At least 277 rhinos have been poached since 1 January in South Africa, reported the Department of Environmental Affairs last week.

Just this weekend, three suspected rhino poachers were arrested in the Kruger National Park, where more than half of the attacks took place, for carrying a hunting rifle, ammunition and other poaching equipment, informed SANParks.

Last week, two Kruger National Park field guides were charged with conspiracy to kill a rhino and the illegal possession of a firearm and ammunition.

They are set to appear in court on 16 April.

“We have said from the start of this war, [SANParks] is not an organisation full of angels, but those that involve themselves with criminality will be treated as criminals and shown no mercy,” said SANParks spokesperson Isaac Phaahla.

Around 85 poachers have been arrested so far this year, including 3 rangers.

According to chief executive of the Born Free Foundation Will Tavers, there will be no more free-roaming rhinos by the year 2020 if poaching continues to rise.

From 13 rhinos slaughtered in 2007, the number rose to 1,004 last year.

“There are now just 20,000 white rhino and 5,000 black rhino left in the wild.
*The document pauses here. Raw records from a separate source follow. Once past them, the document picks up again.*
use anyhow::Result;
use serde::{Deserialize, Serialize};
use std::collections::HashMap;
use std::path::{Path, PathBuf};
use std::time::Duration;
use tracing::info;

use crate::models::CostPreference;

/// Server-wide configuration loaded from config.toml, inline JSON or environment variables
#[derive(Debug, Clone, Serialize, Deserialize, Default)]
#[serde(default)]
pub struct ServerConfig {
    pub server: ServerSection,
    pub orchestrator: OrchestratorConfig,
    pub analysis: AnalysisConfig,
    pub pricing: PricingConfig,
    pub auth: AuthConfig,
    pub store: StoreConfig,
    pub backend: BackendConfig,
}

#[derive(Debug, Clone, Serialize, Deserialize)]
#[serde(default)]
pub struct ServerSection {
    /// One of "stdio", "socket", "http"
    pub transport: String,
    pub socket_path: Option<String>,
    pub http_addr: String,
    pub log_level: String,
}

#[derive(Debug, Clone, Serialize, Deserialize)]
#[serde(default)]
pub struct OrchestratorConfig {
    pub max_concurrent_requests: usize,
    pub provisioning_timeout_secs: u64,
    pub request_retention_secs: u64,
    pub retention_sweep_interval_secs: u64,
    pub max_resource_attempts: u32,
    pub backoff_initial_ms: u64,
    pub backoff_cap_ms: u64,
    pub default_poll_interval_ms: u64,
    /// Poll interval overrides keyed by resource type name ("compute", "database", ...)
    pub poll_intervals_ms: HashMap<String, u64>,
}

#[derive(Debug, Clone, Serialize, Deserialize)]
#[serde(default)]
pub struct AnalysisConfig {
    pub default_region: String,
    pub default_cost_preference: CostPreference,
}

/// Monthly price table in USD
#[derive(Debug, Clone, Serialize, Deserialize)]
#[serde(default)]
pub struct PricingConfig {
    pub compute_ocpu_month: f64,
    pub load_balancer_base_month: f64,
    pub load_balancer_mbps_hour: f64,
    pub hours_per_month: f64,
    pub database_ocpu_month: f64,
    pub storage_gb_month: f64,
    pub bucket_default_gb: f64,
}

#[derive(Debug, Clone, Serialize, Deserialize)]
#[serde(default)]
pub struct AuthConfig {
    pub tokens: Vec<TokenEntry>,
    /// Accept calls without a credential as the "anonymous" principal
    pub allow_anonymous: bool,
}

#[derive(Debug, Clone, Serialize, Deserialize, PartialEq)]
pub struct TokenEntry {
    pub token: String,
    pub principal: String,
}

#[derive(Debug, Clone, Serialize, Deserialize, Default)]
#[serde(default)]
pub struct StoreConfig {
    pub journal_dir: Option<String>,
}

#[derive(Debug, Clone, Serialize, Deserialize)]
#[serde(default)]
pub struct BackendConfig {
    pub compartment_id: String,
    /// Polls before a simulated resource turns Active
    pub readiness_polls: u32,
}

impl Default for ServerSection {
    fn default() -> Self {
        Self {
            transport: "stdio".to_string(),
            socket_path: Some("/tmp/cloudwright.sock".to_string()),
            http_addr: "127.0.0.1:8000".to_string(),
            log_level: "info".to_string(),
        }
    }
}

impl Default for OrchestratorConfig {
    fn default() -> Self {
        Self {
            max_concurrent_requests: 10,
            provisioning_timeout_secs: 1800,
            request_retention_secs: 86_400,
            retention_sweep_interval_secs: 300,
            max_resource_attempts: 3,
            backoff_initial_ms: 500,
            backoff_cap_ms: 30_000,
            default_poll_interval_ms: 2_000,
            poll_intervals_ms: HashMap::from([
                ("database".to_string(), 10_000),
                ("load_balancer".to_string(), 5_000),
            ]),
        }
    }
}

impl Default for AnalysisConfig {
    fn default() -> Self {
        Self {
            default_region: "us-ashburn-1".to_string(),
            default_cost_preference: CostPreference::Balanced,
        }
    }
}

impl Default for PricingConfig {
    fn default() -> Self {
        Self {
            compute_ocpu_month: 50.0,
            load_balancer_base_month: 10.0,
            load_balancer_mbps_hour: 0.0017,
            hours_per_month: 730.0,
            database_ocpu_month: 900.0,
            storage_gb_month: 0.0255,
            bucket_default_gb: 100.0,
        }
    }
}

impl Default for AuthConfig {
    fn default() -> Self {
        Self {
            tokens: Vec::new(),
            allow_anonymous: true,
        }
    }
}

impl Default for BackendConfig {
    fn default() -> Self {
        Self {
            compartment_id: "ocid1.compartment.oc1..cloudwright".to_string(),
            readiness_polls: 2,
        }
    }
}

impl OrchestratorConfig {
    pub fn provisioning_timeout(&self) -> Duration {
        Duration::from_secs(self.provisioning_timeout_secs)
    }

    pub fn request_retention(&self) -> Duration {
        Duration::from_secs(self.request_retention_secs)
    }

    pub fn retention_sweep_interval(&self) -> Duration {
        Duration::from_secs(self.retention_sweep_interval_secs)
    }

    pub fn backoff_initial(&self) -> Duration {
        Duration::from_millis(self.backoff_initial_ms)
    }

    pub fn backoff_cap(&self) -> Duration {
        Duration::from_millis(self.backoff_cap_ms)
    }

    /// Poll interval for a resource type, falling back to the default
    pub fn poll_interval(&self, resource_type: &str) -> Duration {
        let ms = self
            .poll_intervals_ms
            .get(resource_type)
            .copied()
            .unwrap_or(self.default_poll_interval_ms);
        Duration::from_millis(ms)
    }
}

/// A named layer that contributed to the resolved configuration
#[derive(Debug, Clone)]
pub struct ConfigSource {
    pub name: String,
    pub priority: u8,
}

/// Configuration resolved from every layer, highest priority first
#[derive(Debug, Clone)]
pub struct ConfigurationHierarchy {
    pub resolved: ServerConfig,
    pub sources: Vec<ConfigSource>,
}

impl ConfigurationHierarchy {
    /// Default user config location: `<config_dir>/cloudwright/config.toml`
    pub fn default_user_config_path() -> Result<PathBuf> {
        if let Ok(custom_path) = std::env::var("CLOUDWRIGHT_CONFIG_PATH") {
            return Ok(PathBuf::from(custom_path));
        }
        let dir = dirs::config_dir()
            .ok_or_else(|| anyhow::anyhow!("No configuration directory for this platform"))?;
        Ok(dir.join("cloudwright").join("config.toml"))
    }

    /// Resolve inline JSON > config file > defaults
    pub fn load_with_precedence(
        inline: Option<&ServerConfig>,
        config_file: Option<PathBuf>,
    ) -> Result<Self> {
        let mut sources = Vec::new();

        let resolved = if let Some(config) = inline {
            sources.push(ConfigSource {
                name: "inline JSON".to_string(),
                priority: 1,
            });
            config.clone()
        } else if let Some(path) = config_file {
            sources.push(ConfigSource {
                name: format!("file {}", path.display()),
                priority: 2,
            });
            ServerConfig::from_file(&path)?
        } else {
            sources.push(ConfigSource {
                name: "defaults".to_string(),
                priority: 3,
            });
            ServerConfig::default()
        };

        Ok(Self { resolved, sources })
    }

    /// Apply `CLOUDWRIGHT_*` environment overrides on top of the resolved layers
    pub fn apply_env_overrides(&mut self) -> Result<()> {
        let vars: HashMap<String, String> = std::env::vars()
            .filter(|(key, _)| key.starts_with("CLOUDWRIGHT_"))
            .collect();
        let applied = self.resolved.apply_overrides(&vars)?;
        if applied > 0 {
            self.sources.insert(
                0,
                ConfigSource {
                    name: format!("environment ({} overrides)", applied),
                    priority: 0,
                },
            );
        }
        Ok(())
    }

    pub fn validate(&self) -> Result<()> {
        super::validation::validate_configuration(&self.resolved, false)
    }
}

impl ServerConfig {
    pub fn from_file(path: &Path) -> Result<Self> {
        let content = std::fs::read_to_string(path)
            .map_err(|e| anyhow::anyhow!("Failed to read config {}: {}", path.display(), e))?;
        let config: ServerConfig = toml::from_str(&content)
            .map_err(|e| anyhow::anyhow!("Failed to parse config {}: {}", path.display(), e))?;
        info!("Loaded configuration from {}", path.display());
        Ok(config)
    }

    pub fn to_toml(&self) -> Result<String> {
        Ok(toml::to_string_pretty(self)?)
    }

    /// Apply overrides from a `CLOUDWRIGHT_*` variable map, returning how many were applied
    pub fn apply_overrides(&mut self, vars: &HashMap<String, String>) -> Result<usize> {
        let mut applied = 0;
        for (key, value) in vars {
            let known = match key.as_str() {
                "CLOUDWRIGHT_TRANSPORT" => {
                    self.server.transport = value.clone();
                    true
                }
                "CLOUDWRIGHT_SOCKET_PATH" => {
                    self.server.socket_path = Some(value.clone());
                    true
                }
                "CLOUDWRIGHT_HTTP_ADDR" => {
                    self.server.http_addr = value.clone();
                    true
                }
                "CLOUDWRIGHT_LOG_LEVEL" => {
                    self.server.log_level = value.clone();
                    true
                }
                "CLOUDWRIGHT_MAX_CONCURRENT_REQUESTS" => {
                    self.orchestrator.max_concurrent_requests = parse_var(key, value)?;
                    true
                }
                "CLOUDWRIGHT_PROVISIONING_TIMEOUT_SECS" => {
                    self.orchestrator.provisioning_timeout_secs = parse_var(key, value)?;
                    true
                }
                "CLOUDWRIGHT_REQUEST_RETENTION_SECS" => {
                    self.orchestrator.request_retention_secs = parse_var(key, value)?;
                    true
                }
                "CLOUDWRIGHT_MAX_RESOURCE_ATTEMPTS" => {
                    self.orchestrator.max_resource_attempts = parse_var(key, value)?;
                    true
                }
                "CLOUDWRIGHT_DEFAULT_REGION" => {
                    self.analysis.default_region = value.clone();
                    true
                }
                "CLOUDWRIGHT_JOURNAL_DIR" => {
                    self.store.journal_dir = Some(value.clone());
                    true
                }
                _ => false,
            };
            if known {
                applied += 1;
            }
        }
        Ok(applied)
    }
}

fn parse_var<T: std::str::FromStr>(key: &str, value: &str) -> Result<T> {
    value
        .parse()
        .map_err(|_| anyhow::anyhow!("Invalid value for {}: {}", key, value))
}

#[cfg(test)]
mod tests {
    use super::*;
    use tempfile::TempDir;

    #[test]
    fn test_defaults_round_trip_through_toml() {
        let config = ServerConfig::default();
        let text = config.to_toml().unwrap();
        let parsed: ServerConfig = toml::from_str(&text).unwrap();
        assert_eq!(parsed.orchestrator.max_resource_attempts, 3);
        assert_eq!(parsed.pricing.compute_ocpu_month, 50.0);
    }

    #[test]
    fn test_partial_file_fills_defaults() {
        let dir = TempDir::new().unwrap();
        let path = dir.path().join("config.toml");
        std::fs::write(
            &path,
            "[orchestrator]\nmax_concurrent_requests = 2\n[analysis]\ndefault_region = \"eu-frankfurt-1\"\n",
        )
        .unwrap();

        let hierarchy = ConfigurationHierarchy::load_with_precedence(None, Some(path)).unwrap();
        assert_eq!(hierarchy.resolved.orchestrator.max_concurrent_requests, 2);
        assert_eq!(hierarchy.resolved.analysis.default_region, "eu-frankfurt-1");
        assert_eq!(hierarchy.resolved.orchestrator.provisioning_timeout_secs, 1800);
        assert_eq!(hierarchy.sources[0].priority, 2);
    }

    #[test]
    fn test_inline_config_wins_over_file() {
        let dir = TempDir::new().unwrap();
        let path = dir.path().join("config.toml");
        std::fs::write(&path, "[orchestrator]\nmax_concurrent_requests = 2\n").unwrap();

        let mut inline = ServerConfig::default();
        inline.orchestrator.max_concurrent_requests = 7;

        let hierarchy =
            ConfigurationHierarchy::load_with_precedence(Some(&inline), Some(path)).unwrap();
        assert_eq!(hierarchy.resolved.orchestrator.max_concurrent_requests, 7);
    }

    #[test]
    fn test_overrides_from_variables() {
        let mut config = ServerConfig::default();
        let vars = HashMap::from([
            ("CLOUDWRIGHT_MAX_CONCURRENT_REQUESTS".to_string(), "4".to_string()),
            ("CLOUDWRIGHT_TRANSPORT".to_string(), "http".to_string()),
            ("CLOUDWRIGHT_UNRELATED".to_string(), "x".to_string()),
        ]);

        let applied = config.apply_overrides(&vars).unwrap();
        assert_eq!(applied, 2);
        assert_eq!(config.orchestrator.max_concurrent_requests, 4);
        assert_eq!(config.server.transport, "http");
    }

    #[test]
    fn test_bad_override_value_is_rejected() {
        let mut config = ServerConfig::default();
        let vars = HashMap::from([(
            "CLOUDWRIGHT_MAX_RESOURCE_ATTEMPTS".to_string(),
            "many".to_string(),
        )]);
        assert!(config.apply_overrides(&vars).is_err());
    }

    #[test]
    fn test_poll_interval_per_type() {
        let config = OrchestratorConfig::default();
        assert_eq!(config.poll_interval("database"), Duration::from_secs(10));
        assert_eq!(config.poll_interval("compute"), Duration::from_secs(2));
    }
}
If poaching carries on at the rate it is now for six more years it will devastate the numbers.

“There will probably be no free-living rhinos as the remaining numbers will be fenced off in military-style compounds which are alarmed and heavily guarded by armed patrols.”

Criminal gangs have taken up rhino poaching to fund themselves. They are making millions a year by killing rhinos and selling their horns to be used as medicine in Asia.

“Poaching is a low-penalty crime and that has to change. We need better intelligence gathering and more equipment and manpower,” Travers added.